Kenyan Shilling Under Pressure as MPC Expected To Meet

By Juma / May 29, 2017




The Kenya shilling remained unchanged against the dollar during the week closing at 103.3 shillings. However, the shilling is likely to come under pressure in the coming week on account of the usual end month dollar demand from oil importers.

On a year to date basis, the shilling has depreciated against the dollar by 0.8 percent. With the current forex reserve level, currently at USD 8.2 billion (equivalent to 5.4 months of import cover), and the IMF maintaining Kenya’s precautionary credit facility at USD 1.5 billion (equivalent to 1.0 more month of import cover) that Kenya can draw on in case of any balance of payment emergencies, we believe that the shilling should remain stable in the short term.

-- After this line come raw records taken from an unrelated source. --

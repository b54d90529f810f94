//! gitmirror GitHub - GitHub hosting provider for gitmirror
//!
//! Implements the core `Hub` trait on top of the GitHub REST API: existence
//! checks, repository creation, forks and deletion.

mod error;
mod hub;

pub use error::{Error, Result};
pub use hub::{GitHubHub, GITHUB_DOMAIN};
//! Migrate and mirror commands

use std::path::PathBuf;

use clap::Args;
use gitmirror_core::{choose_strategy, Config, Migrator, Secrets, Strategy, Visibility};

use super::auth::AuthArgs;
use super::endpoint;

/// Arguments for the migrate and mirror commands
#[derive(Args, Debug)]
pub struct MigrateArgs {
    /// Source repository URL
    #[arg(required = true)]
    pub from: String,

    /// Destination repository URL
    #[arg(required = true)]
    pub to: String,

    /// Description for a newly created destination
    #[arg(long)]
    pub description: Option<String>,

    /// Homepage for a newly created destination
    #[arg(long)]
    pub homepage: Option<String>,

    /// Visibility for a newly created destination (public, private, internal)
    #[arg(long)]
    pub visibility: Option<Visibility>,

    /// Working clone directory, relative to the work dir (defaults to the repository name)
    #[arg(long)]
    pub local_path: Option<PathBuf>,

    /// Show what would happen without touching anything
    #[arg(long)]
    pub dry_run: bool,

    #[command(flatten)]
    pub auth: AuthArgs,
}

impl MigrateArgs {
    /// Execute the command; `force_mirror` skips the fork decision
    pub async fn execute(
        &self,
        config: &Config,
        secrets: &Secrets,
        force_mirror: bool,
    ) -> anyhow::Result<()> {
        let credentials = self.auth.credentials(secrets)?;

        let mut source =
            endpoint(&self.from, config, secrets)?.with_credentials(credentials.clone());
        if let Some(ref path) = self.local_path {
            source.local_path = Some(path.clone());
        }

        let mut destination =
            endpoint(&self.to, config, secrets)?.with_credentials(credentials);
        destination.description = self.description.clone();
        destination.homepage = self.homepage.clone();
        destination.visibility = self.visibility;

        let strategy = if force_mirror {
            Strategy::MirrorPush
        } else {
            choose_strategy(&source, &destination)
        };

        println!("gitmirror {}", strategy);
        println!("  from: {}", source.url()?);
        println!("  to:   {}", destination.url()?);
        println!();

        if self.dry_run {
            println!(
                "[Dry run] Would {} {} to {}",
                strategy,
                source.full_name(),
                destination.full_name()
            );
            return Ok(());
        }

        let migrator = Migrator::new().with_options(config.pipeline_options());
        if force_mirror {
            migrator.mirror_push(&source, &mut destination).await?;
        } else {
            migrator.migrate(&source, &mut destination).await?;
        }

        println!("Done");
        Ok(())
    }
}
//! GitHub hub using octocrab

use std::sync::RwLock;

use async_trait::async_trait;
use gitmirror_core::config::GitHubConfig;
use gitmirror_core::{Hub, RepoDescriptor};
use octocrab::Octocrab;
use serde::Serialize;
use tracing::{debug, info, warn};

use crate::{Error, Result};

/// Default GitHub domain
pub const GITHUB_DOMAIN: &str = "github.com";

#[derive(Debug, Clone, Default)]
struct Identity {
    account: String,
    token: String,
}

/// GitHub implementation of [`Hub`]
///
/// Authenticates with HTTP basic auth (account + personal access token) and
/// falls back to anonymous access when either is missing. A fresh API client
/// is built per call so identity changes take effect immediately.
pub struct GitHubHub {
    domain: String,
    api_url: Option<String>,
    strict_existence_check: bool,
    identity: RwLock<Identity>,
}

impl GitHubHub {
    /// Create a hub for github.com
    pub fn new(account: impl Into<String>, token: impl Into<String>) -> Self {
        Self {
            domain: GITHUB_DOMAIN.to_string(),
            api_url: None,
            strict_existence_check: false,
            identity: RwLock::new(Identity {
                account: account.into().trim().to_string(),
                token: token.into().trim().to_string(),
            }),
        }
    }

    /// Create a hub from configuration and optional credentials
    pub fn from_config(
        config: &GitHubConfig,
        account: Option<String>,
        token: Option<String>,
    ) -> Self {
        let mut hub = Self::new(account.unwrap_or_default(), token.unwrap_or_default())
            .with_domain(&config.domain)
            .with_strict_existence_check(config.strict_existence_check);
        hub.api_url = config.api_url.clone();
        hub
    }

    /// Serve a different domain (GitHub Enterprise)
    pub fn with_domain(mut self, domain: impl Into<String>) -> Self {
        self.domain = domain.into();
        self
    }

    /// Talk to a different API base URL (GitHub Enterprise)
    pub fn with_api_url(mut self, api_url: impl Into<String>) -> Self {
        self.api_url = Some(api_url.into());
        self
    }

    /// Only treat "Not Found" as absent in [`Hub::repository_exists`]
    pub fn with_strict_existence_check(mut self, strict: bool) -> Self {
        self.strict_existence_check = strict;
        self
    }

    /// Account API calls are made as
    pub fn account(&self) -> String {
        self.identity().account
    }

    fn identity(&self) -> Identity {
        self.identity
            .read()
            .map(|identity| identity.clone())
            .unwrap_or_default()
    }

    fn update_identity(&self, update: impl FnOnce(&mut Identity)) {
        match self.identity.write() {
            Ok(mut identity) => update(&mut *identity),
            Err(e) => warn!(error = %e, "GitHub identity lock poisoned"),
        }
    }

    /// Build an API client for the current identity
    fn client(&self) -> Result<Octocrab> {
        let identity = self.identity();
        let mut builder = Octocrab::builder();

        // https://github.com/settings/tokens
        if !identity.account.is_empty() && !identity.token.is_empty() {
            builder = builder.basic_auth(identity.account, identity.token);
        }

        if let Some(ref api_url) = self.api_url {
            builder = builder
                .base_uri(api_url.as_str())
                .map_err(|e| Error::Other(format!("Invalid GitHub API URL {}: {}", api_url, e)))?;
        }

        builder
            .build()
            .map_err(|e| Error::Auth(format!("Failed to create GitHub client: {}", e)))
    }

    async fn exists(&self, repo: &RepoDescriptor) -> Result<bool> {
        let lookup = self
            .client()?
            .repos(repo.owner(), repo.name())
            .get()
            .await;

        match lookup {
            Ok(_) => Ok(true),
            Err(e) if is_not_found(&e) => Ok(false),
            Err(e) if self.strict_existence_check => Err(Error::Api(e)),
            Err(e) => {
                warn!(
                    repo = %repo.full_name(),
                    error = %e,
                    "Repository lookup failed, treating as absent"
                );
                Ok(false)
            }
        }
    }

    async fn create(&self, repo: &RepoDescriptor) -> Result<()> {
        let account = self.account();
        let route = create_route(&account, repo.owner());
        let body = CreateRepositoryRequest::from_descriptor(repo);

        debug!(%route, repo = %repo.full_name(), "Creating repository");
        let _: serde_json::Value = self.client()?.post(&route, Some(&body)).await?;

        info!(repo = %repo.full_name(), "Created GitHub repository");
        Ok(())
    }

    async fn fork(
        &self,
        source: &RepoDescriptor,
        destination: Option<&RepoDescriptor>,
    ) -> Result<()> {
        let account = self.account();
        let route = format!("/repos/{}/{}/forks", source.owner(), source.name());
        let body = ForkRequest::new(&account, destination);

        debug!(%route, organization = ?body.organization, name = ?body.name, "Forking repository");
        let _: serde_json::Value = self.client()?.post(&route, Some(&body)).await?;

        info!(source = %source.full_name(), "Fork requested");
        Ok(())
    }

    async fn delete(&self, repo: &RepoDescriptor) -> Result<()> {
        self.client()?
            .repos(repo.owner(), repo.name())
            .delete()
            .await
            .map_err(|e| {
                if is_not_found(&e) {
                    Error::RepoNotFound(repo.full_name())
                } else {
                    Error::Api(e)
                }
            })?;

        info!(repo = %repo.full_name(), "Deleted GitHub repository");
        Ok(())
    }
}

impl std::fmt::Debug for GitHubHub {
    fn fmt(&self, f: &mut std::fmt::Formatter<'_>) -> std::fmt::Result {
        f.debug_struct("GitHubHub")
            .field("domain", &self.domain)
            .field("api_url", &self.api_url)
            .field("account", &self.account())
            .finish_non_exhaustive()
    }
}

#[async_trait]
impl Hub for GitHubHub {
    fn domain(&self) -> &str {
        &self.domain
    }

    fn set_account(&self, account: &str) {
        self.update_identity(|identity| identity.account = account.trim().to_string());
    }

    fn set_password(&self, password: &str) {
        self.update_identity(|identity| identity.token = password.trim().to_string());
    }

    async fn repository_exists(&self, repo: &RepoDescriptor) -> gitmirror_core::Result<bool> {
        Ok(self.exists(repo).await?)
    }

    async fn repository_create(&self, repo: &RepoDescriptor) -> gitmirror_core::Result<()> {
        Ok(self.create(repo).await?)
    }

    async fn repository_fork(
        &self,
        source: &RepoDescriptor,
        destination: Option<&RepoDescriptor>,
    ) -> gitmirror_core::Result<()> {
        Ok(self.fork(source, destination).await?)
    }

    async fn repository_delete(&self, repo: &RepoDescriptor) -> gitmirror_core::Result<()> {
        Ok(self.delete(repo).await?)
    }
}

fn is_not_found(err: &octocrab::Error) -> bool {
    matches!(err, octocrab::Error::GitHub { source, .. } if source.message.contains("Not Found"))
}

/// Personal namespace when the owner is empty or the authenticated account
fn create_route(account: &str, owner: &str) -> String {
    if owner.is_empty() || owner.eq_ignore_ascii_case(account) {
        "/user/repos".to_string()
    } else {
        format!("/orgs/{}/repos", owner)
    }
}

fn non_empty(value: Option<&String>) -> Option<&str> {
    value.map(|s| s.trim()).filter(|s| !s.is_empty())
}

#[derive(Debug, Serialize)]
struct CreateRepositoryRequest<'a> {
    name: &'a str,
    #[serde(skip_serializing_if = "Option::is_none")]
    description: Option<&'a str>,
    #[serde(skip_serializing_if = "Option::is_none")]
    homepage: Option<&'a str>,
    #[serde(skip_serializing_if = "Option::is_none")]
    visibility: Option<&'static str>,
    #[serde(skip_serializing_if = "Option::is_none")]
    private: Option<bool>,
}

impl<'a> CreateRepositoryRequest<'a> {
    fn from_descriptor(repo: &'a RepoDescriptor) -> Self {
        Self {
            name: repo.name(),
            description: non_empty(repo.description.as_ref()),
            homepage: non_empty(repo.homepage.as_ref()),
            visibility: repo.visibility.map(|v| v.as_str()),
            private: repo
                .visibility
                .map(|v| v != gitmirror_core::Visibility::Public),
        }
    }
}

#[derive(Debug, Serialize)]
struct ForkRequest<'a> {
    #[serde(skip_serializing_if = "Option::is_none")]
    organization: Option<&'a str>,
    #[serde(skip_serializing_if = "Option::is_none")]
    name: Option<&'a str>,
}

impl<'a> ForkRequest<'a> {
    /// Forking "into" the authenticated account is expressed by omitting the organization
    fn new(account: &str, destination: Option<&'a RepoDescriptor>) -> Self {
        let Some(destination) = destination else {
            return Self {
                organization: None,
                name: None,
            };
        };

        let owner = destination.owner();
        let organization = if owner.is_empty() || owner.eq_ignore_ascii_case(account) {
            None
        } else {
            Some(owner)
        };

        Self {
            organization,
            name: Some(destination.name()).filter(|n| !n.is_empty()),
        }
    }
}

According to Cytonn Investments, the inflation for the month of May to rise to between 12.3 – 12.5 percent from 11.5 percent in the month of April mainly driven by a rise in food prices caused by the ongoing drought. Cytonn says that upward inflationary pressures are likely to persist, driven by:

  • the food component of the Consumer Price Index (CPI) basket due to the persistent dry weather that is expected to carry on for the first half of the year, with depressed rainfall in the long rains season that comes in between March and May.
  • the price of cereals is likely to increase given that the cost of army worm pesticide has been increased to 2,000 shillings for pesticide enough for a 90-kg maize bag, from 1,700 shillings previously, considering that 15 agriculture-rich counties have been affected by the pest. We expect upward inflationary pressures to persist and inflation to average 11.8 percent in 2017.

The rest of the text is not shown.